## Stored data
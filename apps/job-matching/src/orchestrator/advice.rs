//! Per-job recommendations and next steps, derived deterministically from a report.

use crate::analysis::fit_scoring::FitRecommendation;
use crate::analysis::report::MatchReport;
use crate::models::application::ApplicationIntent;

const MAX_LISTED: usize = 3;

pub const DEGRADED_NEXT_STEP: &str =
    "Sorry, we couldn't finish analyzing this job. Try again in a few minutes or review the posting manually.";

/// Ordered: headline, gaps, green flags, red flags, talking points, news.
pub fn recommendations(report: &MatchReport) -> Vec<String> {
    let tier = report.fit_score.recommendation;
    let skip = tier == FitRecommendation::Skip;
    let mut out = vec![headline(tier, report.fit_score.composite)];

    if !report.gaps_to_address.is_empty() && !skip {
        out.push(format!(
            "Address these gaps in your materials or interview: {}.",
            listed(&report.gaps_to_address)
        ));
    }

    let green = &report.company_insights.green_flags;
    if !green.is_empty() {
        out.push(format!("Worth highlighting about {}: {}.", report.company, listed(green)));
    }

    let red = report.red_flags();
    if !red.is_empty() && !skip {
        out.push(format!(
            "Proceed with care, ask about: {}.",
            red.iter().take(MAX_LISTED).copied().collect::<Vec<_>>().join("; ")
        ));
    }

    if !report.talking_points.is_empty() {
        out.push(format!("Lead with: {}.", listed(&report.talking_points)));
    }

    if let Some(news) = report.company_insights.recent_news.first() {
        out.push(format!("Mention recent news to show interest: {news}."));
    }

    out
}

fn headline(tier: FitRecommendation, composite: u32) -> String {
    match tier {
        FitRecommendation::StrongApply => {
            format!("Strong fit ({composite}/100). Apply soon, this role matches your background closely.")
        }
        FitRecommendation::Apply => {
            format!("Good fit ({composite}/100). Apply with tailored materials.")
        }
        FitRecommendation::Conditional => format!(
            "Partial fit ({composite}/100). Apply only if you can speak convincingly to the gaps."
        ),
        FitRecommendation::Skip => {
            format!("Weak fit ({composite}/100). Your time is likely better spent on other roles.")
        }
    }
}

fn listed(items: &[String]) -> String {
    items
        .iter()
        .take(MAX_LISTED)
        .map(String::as_str)
        .collect::<Vec<_>>()
        .join(", ")
}

pub fn next_steps(intent: ApplicationIntent, report: &MatchReport, has_kit: bool) -> Vec<String> {
    let tier = report.fit_score.recommendation;
    let skip = tier == FitRecommendation::Skip;

    if intent == ApplicationIntent::CheckFit {
        return vec![
            "Request a full application to generate a tailored resume and cover letter for this role."
                .to_string(),
        ];
    }

    let mut steps = Vec::new();

    if intent == ApplicationIntent::RecruiterResponse {
        steps.push("Review the drafted reply, personalize the greeting, and send it.".to_string());
        if !skip {
            steps.push(format!(
                "Prepare for a screening call about the {} role at {}.",
                report.job_title, report.company
            ));
        }
    } else if has_kit {
        steps.push("Review the tailored resume for accuracy.".to_string());
        steps.push("Customize the cover letter opening with a personal detail.".to_string());
        steps.push(format!("Submit your application to {}.", report.company));
        steps.push("Follow up with the hiring team after one week.".to_string());
    }

    if !report.gaps_to_address.is_empty() && !skip {
        steps.push(format!(
            "Study up on {} before interviews.",
            listed(&report.gaps_to_address)
        ));
        steps.push("Practice explaining how your transferable experience covers those gaps.".to_string());
    }

    if tier.is_strong_match() {
        steps.push("Prepare two or three STAR stories around your strongest matches.".to_string());
        steps.push(format!(
            "Research {}'s products, team, and recent announcements.",
            report.company
        ));
    }

    steps
}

## HOW TO COMPLETE THIS TASK
Copy out all of the records above with nothing altered.

## OUTPUT OF THE TASK
filename apps/job-matching/src/orchestrator/advice.rs
//! Per-job recommendations and next steps, derived deterministically from a report.

use crate::analysis::fit_scoring::FitRecommendation;
use crate::analysis::report::MatchReport;
use crate::models::application::ApplicationIntent;

const MAX_LISTED: usize = 3;

pub const DEGRADED_NEXT_STEP: &str =
    "Sorry, we couldn't finish analyzing this job. Try again in a few minutes or review the posting manually.";

/// Ordered: headline, gaps, green flags, red flags, talking points, news.
pub fn recommendations(report: &MatchReport) -> Vec<String> {
    let tier = report.fit_score.recommendation;
    let skip = tier == FitRecommendation::Skip;
    let mut out = vec![headline(tier, report.fit_score.composite)];

    if !report.gaps_to_address.is_empty() && !skip {
        out.push(format!(
            "Address these gaps in your materials or interview: {}.",
            listed(&report.gaps_to_address)
        ));
    }

    let green = &report.company_insights.green_flags;
    if !green.is_empty() {
        out.push(format!("Worth highlighting about {}: {}.", report.company, listed(green)));
    }

    let red = report.red_flags();
    if !red.is_empty() && !skip {
        out.push(format!(
            "Proceed with care, ask about: {}.",
            red.iter().take(MAX_LISTED).copied().collect::<Vec<_>>().join("; ")
        ));
    }

    if !report.talking_points.is_empty() {
        out.push(format!("Lead with: {}.", listed(&report.talking_points)));
    }

    if let Some(news) = report.company_insights.recent_news.first() {
        out.push(format!("Mention recent news to show interest: {news}."));
    }

    out
}

fn headline(tier: FitRecommendation, composite: u32) -> String {
    match tier {
        FitRecommendation::StrongApply => {
            format!("Strong fit ({composite}/100). Apply soon, this role matches your background closely.")
        }
        FitRecommendation::Apply => {
            format!("Good fit ({composite}/100). Apply with tailored materials.")
        }
        FitRecommendation::Conditional => format!(
            "Partial fit ({composite}/100). Apply only if you can speak convincingly to the gaps."
        ),
        FitRecommendation::Skip => {
            format!("Weak fit ({composite}/100). Your time is likely better spent on other roles.")
        }
    }
}

fn listed(items: &[String]) -> String {
    items
        .iter()
        .take(MAX_LISTED)
        .map(String::as_str)
        .collect::<Vec<_>>()
        .join(", ")
}

pub fn next_steps(intent: ApplicationIntent, report: &MatchReport, has_kit: bool) -> Vec<String> {
    let tier = report.fit_score.recommendation;
    let skip = tier == FitRecommendation::Skip;

    if intent == ApplicationIntent::CheckFit {
        return vec![
            "Request a full application to generate a tailored resume and cover letter for this role."
                .to_string(),
        ];
    }

    let mut steps = Vec::new();

    if intent == ApplicationIntent::RecruiterResponse {
        steps.push("Review the drafted reply, personalize the greeting, and send it.".to_string());
        if !skip {
            steps.push(format!(
                "Prepare for a screening call about the {} role at {}.",
                report.job_title, report.company
            ));
        }
    } else if has_kit {
        steps.push("Review the tailored resume for accuracy.".to_string());
        steps.push("Customize the cover letter opening with a personal detail.".to_string());
        steps.push(format!("Submit your application to {}.", report.company));
        steps.push("Follow up with the hiring team after one week.".to_string());
    }

    if !report.gaps_to_address.is_empty() && !skip {
        steps.push(format!(
            "Study up on {} before interviews.",
            listed(&report.gaps_to_address)
        ));
        steps.push("Practice explaining how your transferable experience covers those gaps.".to_string());
    }

    if tier.is_strong_match() {
        steps.push("Prepare two or three STAR stories around your strongest matches.".to_string());
        steps.push(format!(
            "Research {}'s products, team, and recent announcements.",
            report.company
        ));
    }

    steps
}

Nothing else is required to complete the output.